## Problem details:
Copy each line of the entries beneath that contains the word "pipeline".

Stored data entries
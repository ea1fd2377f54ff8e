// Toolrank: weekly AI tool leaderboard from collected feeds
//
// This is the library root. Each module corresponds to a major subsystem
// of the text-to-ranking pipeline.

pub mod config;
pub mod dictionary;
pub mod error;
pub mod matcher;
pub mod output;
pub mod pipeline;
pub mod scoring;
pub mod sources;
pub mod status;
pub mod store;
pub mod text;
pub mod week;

## Output of the exercise:
// of the text-to-ranking pipeline.
pub mod pipeline;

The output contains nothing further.